Problem description:
Return each entry unchanged.

▶

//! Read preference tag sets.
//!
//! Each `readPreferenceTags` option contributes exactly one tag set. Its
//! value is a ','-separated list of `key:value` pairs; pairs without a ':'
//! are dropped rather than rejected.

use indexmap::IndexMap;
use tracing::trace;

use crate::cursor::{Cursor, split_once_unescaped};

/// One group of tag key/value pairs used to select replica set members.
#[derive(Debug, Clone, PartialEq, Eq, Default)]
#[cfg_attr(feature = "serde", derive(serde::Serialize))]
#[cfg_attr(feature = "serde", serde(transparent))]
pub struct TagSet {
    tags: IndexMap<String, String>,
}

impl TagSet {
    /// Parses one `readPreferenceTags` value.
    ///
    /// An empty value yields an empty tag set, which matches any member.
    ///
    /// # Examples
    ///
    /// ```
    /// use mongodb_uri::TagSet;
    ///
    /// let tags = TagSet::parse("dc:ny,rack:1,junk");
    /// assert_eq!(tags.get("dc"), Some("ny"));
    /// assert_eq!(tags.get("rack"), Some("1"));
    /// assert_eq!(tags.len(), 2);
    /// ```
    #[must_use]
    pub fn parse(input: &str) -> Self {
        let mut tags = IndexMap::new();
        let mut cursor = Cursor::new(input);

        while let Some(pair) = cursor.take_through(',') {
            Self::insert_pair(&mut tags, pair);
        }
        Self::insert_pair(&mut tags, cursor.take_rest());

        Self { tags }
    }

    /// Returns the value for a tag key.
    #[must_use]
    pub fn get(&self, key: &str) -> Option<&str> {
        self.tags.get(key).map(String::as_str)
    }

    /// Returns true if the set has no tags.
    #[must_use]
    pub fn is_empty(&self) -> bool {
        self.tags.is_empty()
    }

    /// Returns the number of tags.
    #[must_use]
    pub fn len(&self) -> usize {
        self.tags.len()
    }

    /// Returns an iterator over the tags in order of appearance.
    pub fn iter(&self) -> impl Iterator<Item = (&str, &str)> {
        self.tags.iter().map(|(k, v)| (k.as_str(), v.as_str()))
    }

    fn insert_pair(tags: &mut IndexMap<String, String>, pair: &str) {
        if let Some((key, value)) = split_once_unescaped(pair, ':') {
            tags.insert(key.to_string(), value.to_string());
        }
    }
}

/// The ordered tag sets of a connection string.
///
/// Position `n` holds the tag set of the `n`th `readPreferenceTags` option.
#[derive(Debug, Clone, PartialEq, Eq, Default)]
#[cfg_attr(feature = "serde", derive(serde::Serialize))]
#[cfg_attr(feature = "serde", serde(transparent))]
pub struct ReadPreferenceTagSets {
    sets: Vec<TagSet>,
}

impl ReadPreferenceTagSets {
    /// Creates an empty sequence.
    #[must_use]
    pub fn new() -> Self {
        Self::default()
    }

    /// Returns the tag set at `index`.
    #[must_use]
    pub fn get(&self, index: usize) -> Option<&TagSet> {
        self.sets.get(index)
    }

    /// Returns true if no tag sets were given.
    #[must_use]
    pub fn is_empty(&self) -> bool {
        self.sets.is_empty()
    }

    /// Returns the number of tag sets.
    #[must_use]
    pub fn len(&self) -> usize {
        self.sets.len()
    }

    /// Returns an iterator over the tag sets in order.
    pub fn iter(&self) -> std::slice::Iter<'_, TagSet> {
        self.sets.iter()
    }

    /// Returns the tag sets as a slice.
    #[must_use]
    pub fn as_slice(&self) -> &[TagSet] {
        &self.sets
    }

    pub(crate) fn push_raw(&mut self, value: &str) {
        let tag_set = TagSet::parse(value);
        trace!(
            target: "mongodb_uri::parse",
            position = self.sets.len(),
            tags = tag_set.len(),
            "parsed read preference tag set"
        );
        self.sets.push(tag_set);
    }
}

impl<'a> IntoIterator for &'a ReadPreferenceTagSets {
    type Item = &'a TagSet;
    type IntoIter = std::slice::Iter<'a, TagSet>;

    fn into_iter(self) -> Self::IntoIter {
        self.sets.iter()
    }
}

◀

Exercise response:
//! Read preference tag sets.
//!
//! Each `readPreferenceTags` option contributes exactly one tag set. Its
//! value is a ','-separated list of `key:value` pairs; pairs without a ':'
//! are dropped rather than rejected.

use indexmap::IndexMap;
use tracing::trace;

use crate::cursor::{Cursor, split_once_unescaped};

/// One group of tag key/value pairs used to select replica set members.
#[derive(Debug, Clone, PartialEq, Eq, Default)]
#[cfg_attr(feature = "serde", derive(serde::Serialize))]
#[cfg_attr(feature = "serde", serde(transparent))]
pub struct TagSet {
    tags: IndexMap<String, String>,
}

impl TagSet {
    /// Parses one `readPreferenceTags` value.
    ///
    /// An empty value yields an empty tag set, which matches any member.
    ///
    /// # Examples
    ///
    /// ```
    /// use mongodb_uri::TagSet;
    ///
    /// let tags = TagSet::parse("dc:ny,rack:1,junk");
    /// assert_eq!(tags.get("dc"), Some("ny"));
    /// assert_eq!(tags.get("rack"), Some("1"));
    /// assert_eq!(tags.len(), 2);
    /// ```
    #[must_use]
    pub fn parse(input: &str) -> Self {
        let mut tags = IndexMap::new();
        let mut cursor = Cursor::new(input);

        while let Some(pair) = cursor.take_through(',') {
            Self::insert_pair(&mut tags, pair);
        }
        Self::insert_pair(&mut tags, cursor.take_rest());

        Self { tags }
    }

    /// Returns the value for a tag key.
    #[must_use]
    pub fn get(&self, key: &str) -> Option<&str> {
        self.tags.get(key).map(String::as_str)
    }

    /// Returns true if the set has no tags.
    #[must_use]
    pub fn is_empty(&self) -> bool {
        self.tags.is_empty()
    }

    /// Returns the number of tags.
    #[must_use]
    pub fn len(&self) -> usize {
        self.tags.len()
    }

    /// Returns an iterator over the tags in order of appearance.
    pub fn iter(&self) -> impl Iterator<Item = (&str, &str)> {
        self.tags.iter().map(|(k, v)| (k.as_str(), v.as_str()))
    }

    fn insert_pair(tags: &mut IndexMap<String, String>, pair: &str) {
        if let Some((key, value)) = split_once_unescaped(pair, ':') {
            tags.insert(key.to_string(), value.to_string());
        }
    }
}

/// The ordered tag sets of a connection string.
///
/// Position `n` holds the tag set of the `n`th `readPreferenceTags` option.
#[derive(Debug, Clone, PartialEq, Eq, Default)]
#[cfg_attr(feature = "serde", derive(serde::Serialize))]
#[cfg_attr(feature = "serde", serde(transparent))]
pub struct ReadPreferenceTagSets {
    sets: Vec<TagSet>,
}

impl ReadPreferenceTagSets {
    /// Creates an empty sequence.
    #[must_use]
    pub fn new() -> Self {
        Self::default()
    }

    /// Returns the tag set at `index`.
    #[must_use]
    pub fn get(&self, index: usize) -> Option<&TagSet> {
        self.sets.get(index)
    }

    /// Returns true if no tag sets were given.
    #[must_use]
    pub fn is_empty(&self) -> bool {
        self.sets.is_empty()
    }

    /// Returns the number of tag sets.
    #[must_use]
    pub fn len(&self) -> usize {
        self.sets.len()
    }

    /// Returns an iterator over the tag sets in order.
    pub fn iter(&self) -> std::slice::Iter<'_, TagSet> {
        self.sets.iter()
    }

    /// Returns the tag sets as a slice.
    #[must_use]
    pub fn as_slice(&self) -> &[TagSet] {
        &self.sets
    }

    pub(crate) fn push_raw(&mut self, value: &str) {
        let tag_set = TagSet::parse(value);
        trace!(
            target: "mongodb_uri::parse",
            position = self.sets.len(),
            tags = tag_set.len(),
            "parsed read preference tag set"
        );
        self.sets.push(tag_set);
    }
}

impl<'a> IntoIterator for &'a ReadPreferenceTagSets {
    type Item = &'a TagSet;
    type IntoIter = std::slice::Iter<'a, TagSet>;

    fn into_iter(self) -> Self::IntoIter {
        self.sets.iter()
    }
}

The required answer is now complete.